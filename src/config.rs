/// External configuration loader.
///
/// Reads `config.toml` from the executable's directory (or CWD).
/// Falls back to sensible defaults if the file is missing or incomplete.

use serde::Deserialize;
use std::path::PathBuf;

use crate::domain::physics::Tuning;

// ── Public Config Struct ──

#[derive(Clone, Debug)]
pub struct GameConfig {
    pub tick_rate_ms: u64,
    pub tuning: Tuning,
    pub stages_dir: PathBuf,
}

// ── TOML Schema (with serde defaults) ──

#[derive(Deserialize, Debug, Default)]
struct TomlConfig {
    #[serde(default)]
    general: TomlGeneral,
    #[serde(default)]
    speed: TomlSpeed,
    #[serde(default)]
    physics: TomlPhysics,
}

#[derive(Deserialize, Debug)]
struct TomlGeneral {
    #[serde(default = "default_stages_dir")]
    stages_dir: String,
}

#[derive(Deserialize, Debug)]
struct TomlSpeed {
    #[serde(default = "default_tick_rate")]
    tick_rate_ms: u64,
}

#[derive(Deserialize, Debug)]
struct TomlPhysics {
    #[serde(default = "default_gravity")]
    gravity: f32,
    #[serde(default = "default_jump_power")]
    jump_power: f32,
    #[serde(default = "default_max_fall_speed")]
    max_fall_speed: f32,
    #[serde(default = "default_move_speed")]
    move_speed: f32,
    #[serde(default = "default_platform_speed")]
    platform_speed: f32,
    #[serde(default = "default_lift_speed")]
    lift_speed: f32,
}

// ── Defaults ──

fn default_stages_dir() -> String { "stages".into() }
fn default_tick_rate() -> u64 { 50 }

fn default_gravity() -> f32 { 25.0 }
fn default_jump_power() -> f32 { 11.0 }
fn default_max_fall_speed() -> f32 { 16.0 }
fn default_move_speed() -> f32 { 5.0 }
fn default_platform_speed() -> f32 { 2.0 }
fn default_lift_speed() -> f32 { 3.0 }

impl Default for TomlGeneral {
    fn default() -> Self {
        TomlGeneral { stages_dir: default_stages_dir() }
    }
}

impl Default for TomlSpeed {
    fn default() -> Self {
        TomlSpeed { tick_rate_ms: default_tick_rate() }
    }
}

impl Default for TomlPhysics {
    fn default() -> Self {
        TomlPhysics {
            gravity: default_gravity(),
            jump_power: default_jump_power(),
            max_fall_speed: default_max_fall_speed(),
            move_speed: default_move_speed(),
            platform_speed: default_platform_speed(),
            lift_speed: default_lift_speed(),
        }
    }
}

// ── Loading ──

impl GameConfig {
    /// Load config from `config.toml`.
    /// Search order: (1) exe directory, (2) current working directory,
    /// (3) XDG data home, (4) /usr/share/embertide.
    /// Missing file or missing keys gracefully fall back to defaults.
    pub fn load() -> Self {
        let search_dirs = candidate_dirs();
        let toml_cfg = load_toml(&search_dirs);

        let stages_dir_str = &toml_cfg.general.stages_dir;
        let stages_dir = if PathBuf::from(stages_dir_str).is_absolute() {
            PathBuf::from(stages_dir_str)
        } else {
            search_dirs
                .iter()
                .map(|d| d.join(stages_dir_str))
                .find(|p| p.is_dir())
                .unwrap_or_else(|| PathBuf::from(stages_dir_str))
        };

        GameConfig {
            tick_rate_ms: toml_cfg.speed.tick_rate_ms,
            tuning: Tuning {
                gravity: toml_cfg.physics.gravity,
                jump_power: toml_cfg.physics.jump_power,
                max_fall_speed: toml_cfg.physics.max_fall_speed,
                move_speed: toml_cfg.physics.move_speed,
                platform_speed: toml_cfg.physics.platform_speed,
                lift_speed: toml_cfg.physics.lift_speed,
            },
            stages_dir,
        }
    }
}

/// Candidate directories to search: exe dir + CWD + system paths (deduplicated).
fn candidate_dirs() -> Vec<PathBuf> {
    let mut dirs = vec![];

    if let Ok(exe) = std::env::current_exe() {
        // Resolve symlinks so a linked binary still finds its data.
        let resolved = exe.canonicalize().unwrap_or(exe);
        if let Some(parent) = resolved.parent() {
            dirs.push(parent.to_path_buf());
        }
    }

    if let Ok(cwd) = std::env::current_dir() {
        if !dirs.iter().any(|d| d == &cwd) {
            dirs.push(cwd);
        }
    }

    if let Ok(home) = std::env::var("HOME") {
        let xdg = PathBuf::from(&home).join(".local/share/embertide");
        if xdg.is_dir() && !dirs.iter().any(|d| d == &xdg) {
            dirs.push(xdg);
        }
    }

    let sys = PathBuf::from("/usr/share/embertide");
    if sys.is_dir() && !dirs.iter().any(|d| d == &sys) {
        dirs.push(sys);
    }

    if dirs.is_empty() {
        dirs.push(PathBuf::from("."));
    }

    dirs
}

/// Search for config.toml in candidate directories.
fn load_toml(search_dirs: &[PathBuf]) -> TomlConfig {
    for dir in search_dirs {
        let path = dir.join("config.toml");
        if path.exists() {
            match std::fs::read_to_string(&path) {
                Ok(text) => match toml::from_str::<TomlConfig>(&text) {
                    Ok(cfg) => return cfg,
                    Err(e) => {
                        eprintln!("Warning: config.toml parse error: {e}");
                        eprintln!("Using default settings.");
                        return TomlConfig::default();
                    }
                },
                Err(e) => {
                    eprintln!("Warning: could not read {}: {e}", path.display());
                }
            }
        }
    }
    TomlConfig::default()
}

#[cfg(test)]
mod tests {
    use super::*;

    #[test]
    fn empty_toml_yields_defaults() {
        let cfg: TomlConfig = toml::from_str("").expect("empty config should parse");
        assert_eq!(cfg.speed.tick_rate_ms, 50);
        assert_eq!(cfg.physics.gravity, 25.0);
        assert_eq!(cfg.general.stages_dir, "stages");
    }

    #[test]
    fn partial_section_keeps_other_defaults() {
        let cfg: TomlConfig = toml::from_str("[physics]\njump_power = 13.5\n")
            .expect("partial config should parse");
        assert_eq!(cfg.physics.jump_power, 13.5);
        assert_eq!(cfg.physics.gravity, 25.0);
        assert_eq!(cfg.speed.tick_rate_ms, 50);
    }

    #[test]
    fn full_config_overrides_everything() {
        let text = concat!(
            "[general]\nstages_dir = \"maps\"\n",
            "[speed]\ntick_rate_ms = 33\n",
            "[physics]\ngravity = 30.0\nmove_speed = 8.0\n",
        );
        let cfg: TomlConfig = toml::from_str(text).expect("config should parse");
        assert_eq!(cfg.general.stages_dir, "maps");
        assert_eq!(cfg.speed.tick_rate_ms, 33);
        assert_eq!(cfg.physics.gravity, 30.0);
        assert_eq!(cfg.physics.move_speed, 8.0);
    }
}
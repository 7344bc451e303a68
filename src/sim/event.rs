/// Events emitted during a simulation tick.
/// The presentation layer consumes these for sound and messages.

use crate::domain::entity::Element;

#[derive(Clone, Debug)]
#[allow(dead_code)]
pub enum GameEvent {
    GemPicked { elem: Element, x: i32, y: i32 },
    Jumped { elem: Element },
    PlayerDied { elem: Element },
    SwitchPressed { x: i32, y: i32 },
    DoorsOpened,
    DoorsClosed,
    StageCleared,
}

◆ ◆ ◆

*EXERCISE DETAILS:* Write the data out again in full. Match it word for word.

*EXERCISE RESPONSE:*
filename src/config.rs
/// External configuration loader.
///
/// Reads `config.toml` from the executable's directory (or CWD).
/// Falls back to sensible defaults if the file is missing or incomplete.

use serde::Deserialize;
use std::path::PathBuf;

use crate::domain::physics::Tuning;

// ── Public Config Struct ──

#[derive(Clone, Debug)]
pub struct GameConfig {
    pub tick_rate_ms: u64,
    pub tuning: Tuning,
    pub stages_dir: PathBuf,
}

// ── TOML Schema (with serde defaults) ──

#[derive(Deserialize, Debug, Default)]
struct TomlConfig {
    #[serde(default)]
    general: TomlGeneral,
    #[serde(default)]
    speed: TomlSpeed,
    #[serde(default)]
    physics: TomlPhysics,
}

#[derive(Deserialize, Debug)]
struct TomlGeneral {
    #[serde(default = "default_stages_dir")]
    stages_dir: String,
}

#[derive(Deserialize, Debug)]
struct TomlSpeed {
    #[serde(default = "default_tick_rate")]
    tick_rate_ms: u64,
}

#[derive(Deserialize, Debug)]
struct TomlPhysics {
    #[serde(default = "default_gravity")]
    gravity: f32,
    #[serde(default = "default_jump_power")]
    jump_power: f32,
    #[serde(default = "default_max_fall_speed")]
    max_fall_speed: f32,
    #[serde(default = "default_move_speed")]
    move_speed: f32,
    #[serde(default = "default_platform_speed")]
    platform_speed: f32,
    #[serde(default = "default_lift_speed")]
    lift_speed: f32,
}

// ── Defaults ──

fn default_stages_dir() -> String { "stages".into() }
fn default_tick_rate() -> u64 { 50 }

fn default_gravity() -> f32 { 25.0 }
fn default_jump_power() -> f32 { 11.0 }
fn default_max_fall_speed() -> f32 { 16.0 }
fn default_move_speed() -> f32 { 5.0 }
fn default_platform_speed() -> f32 { 2.0 }
fn default_lift_speed() -> f32 { 3.0 }

impl Default for TomlGeneral {
    fn default() -> Self {
        TomlGeneral { stages_dir: default_stages_dir() }
    }
}

impl Default for TomlSpeed {
    fn default() -> Self {
        TomlSpeed { tick_rate_ms: default_tick_rate() }
    }
}

impl Default for TomlPhysics {
    fn default() -> Self {
        TomlPhysics {
            gravity: default_gravity(),
            jump_power: default_jump_power(),
            max_fall_speed: default_max_fall_speed(),
            move_speed: default_move_speed(),
            platform_speed: default_platform_speed(),
            lift_speed: default_lift_speed(),
        }
    }
}

// ── Loading ──

impl GameConfig {
    /// Load config from `config.toml`.
    /// Search order: (1) exe directory, (2) current working directory,
    /// (3) XDG data home, (4) /usr/share/embertide.
    /// Missing file or missing keys gracefully fall back to defaults.
    pub fn load() -> Self {
        let search_dirs = candidate_dirs();
        let toml_cfg = load_toml(&search_dirs);

        let stages_dir_str = &toml_cfg.general.stages_dir;
        let stages_dir = if PathBuf::from(stages_dir_str).is_absolute() {
            PathBuf::from(stages_dir_str)
        } else {
            search_dirs
                .iter()
                .map(|d| d.join(stages_dir_str))
                .find(|p| p.is_dir())
                .unwrap_or_else(|| PathBuf::from(stages_dir_str))
        };

        GameConfig {
            tick_rate_ms: toml_cfg.speed.tick_rate_ms,
            tuning: Tuning {
                gravity: toml_cfg.physics.gravity,
                jump_power: toml_cfg.physics.jump_power,
                max_fall_speed: toml_cfg.physics.max_fall_speed,
                move_speed: toml_cfg.physics.move_speed,
                platform_speed: toml_cfg.physics.platform_speed,
                lift_speed: toml_cfg.physics.lift_speed,
            },
            stages_dir,
        }
    }
}

/// Candidate directories to search: exe dir + CWD + system paths (deduplicated).
fn candidate_dirs() -> Vec<PathBuf> {
    let mut dirs = vec![];

    if let Ok(exe) = std::env::current_exe() {
        // Resolve symlinks so a linked binary still finds its data.
        let resolved = exe.canonicalize().unwrap_or(exe);
        if let Some(parent) = resolved.parent() {
            dirs.push(parent.to_path_buf());
        }
    }

    if let Ok(cwd) = std::env::current_dir() {
        if !dirs.iter().any(|d| d == &cwd) {
            dirs.push(cwd);
        }
    }

    if let Ok(home) = std::env::var("HOME") {
        let xdg = PathBuf::from(&home).join(".local/share/embertide");
        if xdg.is_dir() && !dirs.iter().any(|d| d == &xdg) {
            dirs.push(xdg);
        }
    }

    let sys = PathBuf::from("/usr/share/embertide");
    if sys.is_dir() && !dirs.iter().any(|d| d == &sys) {
        dirs.push(sys);
    }

    if dirs.is_empty() {
        dirs.push(PathBuf::from("."));
    }

    dirs
}

/// Search for config.toml in candidate directories.
fn load_toml(search_dirs: &[PathBuf]) -> TomlConfig {
    for dir in search_dirs {
        let path = dir.join("config.toml");
        if path.exists() {
            match std::fs::read_to_string(&path) {
                Ok(text) => match toml::from_str::<TomlConfig>(&text) {
                    Ok(cfg) => return cfg,
                    Err(e) => {
                        eprintln!("Warning: config.toml parse error: {e}");
                        eprintln!("Using default settings.");
                        return TomlConfig::default();
                    }
                },
                Err(e) => {
                    eprintln!("Warning: could not read {}: {e}", path.display());
                }
            }
        }
    }
    TomlConfig::default()
}

#[cfg(test)]
mod tests {
    use super::*;

    #[test]
    fn empty_toml_yields_defaults() {
        let cfg: TomlConfig = toml::from_str("").expect("empty config should parse");
        assert_eq!(cfg.speed.tick_rate_ms, 50);
        assert_eq!(cfg.physics.gravity, 25.0);
        assert_eq!(cfg.general.stages_dir, "stages");
    }

    #[test]
    fn partial_section_keeps_other_defaults() {
        let cfg: TomlConfig = toml::from_str("[physics]\njump_power = 13.5\n")
            .expect("partial config should parse");
        assert_eq!(cfg.physics.jump_power, 13.5);
        assert_eq!(cfg.physics.gravity, 25.0);
        assert_eq!(cfg.speed.tick_rate_ms, 50);
    }

    #[test]
    fn full_config_overrides_everything() {
        let text = concat!(
            "[general]\nstages_dir = \"maps\"\n",
            "[speed]\ntick_rate_ms = 33\n",
            "[physics]\ngravity = 30.0\nmove_speed = 8.0\n",
        );
        let cfg: TomlConfig = toml::from_str(text).expect("config should parse");
        assert_eq!(cfg.general.stages_dir, "maps");
        assert_eq!(cfg.speed.tick_rate_ms, 33);
        assert_eq!(cfg.physics.gravity, 30.0);
        assert_eq!(cfg.physics.move_speed, 8.0);
    }
}
repository 7344bc451e303a68
filename src/sim/event.rs
/// Events emitted during a simulation tick.
/// The presentation layer consumes these for sound and messages.

use crate::domain::entity::Element;

#[derive(Clone, Debug)]
#[allow(dead_code)]
pub enum GameEvent {
    GemPicked { elem: Element, x: i32, y: i32 },
    Jumped { elem: Element },
    PlayerDied { elem: Element },
    SwitchPressed { x: i32, y: i32 },
    DoorsOpened,
    DoorsClosed,
    StageCleared,
}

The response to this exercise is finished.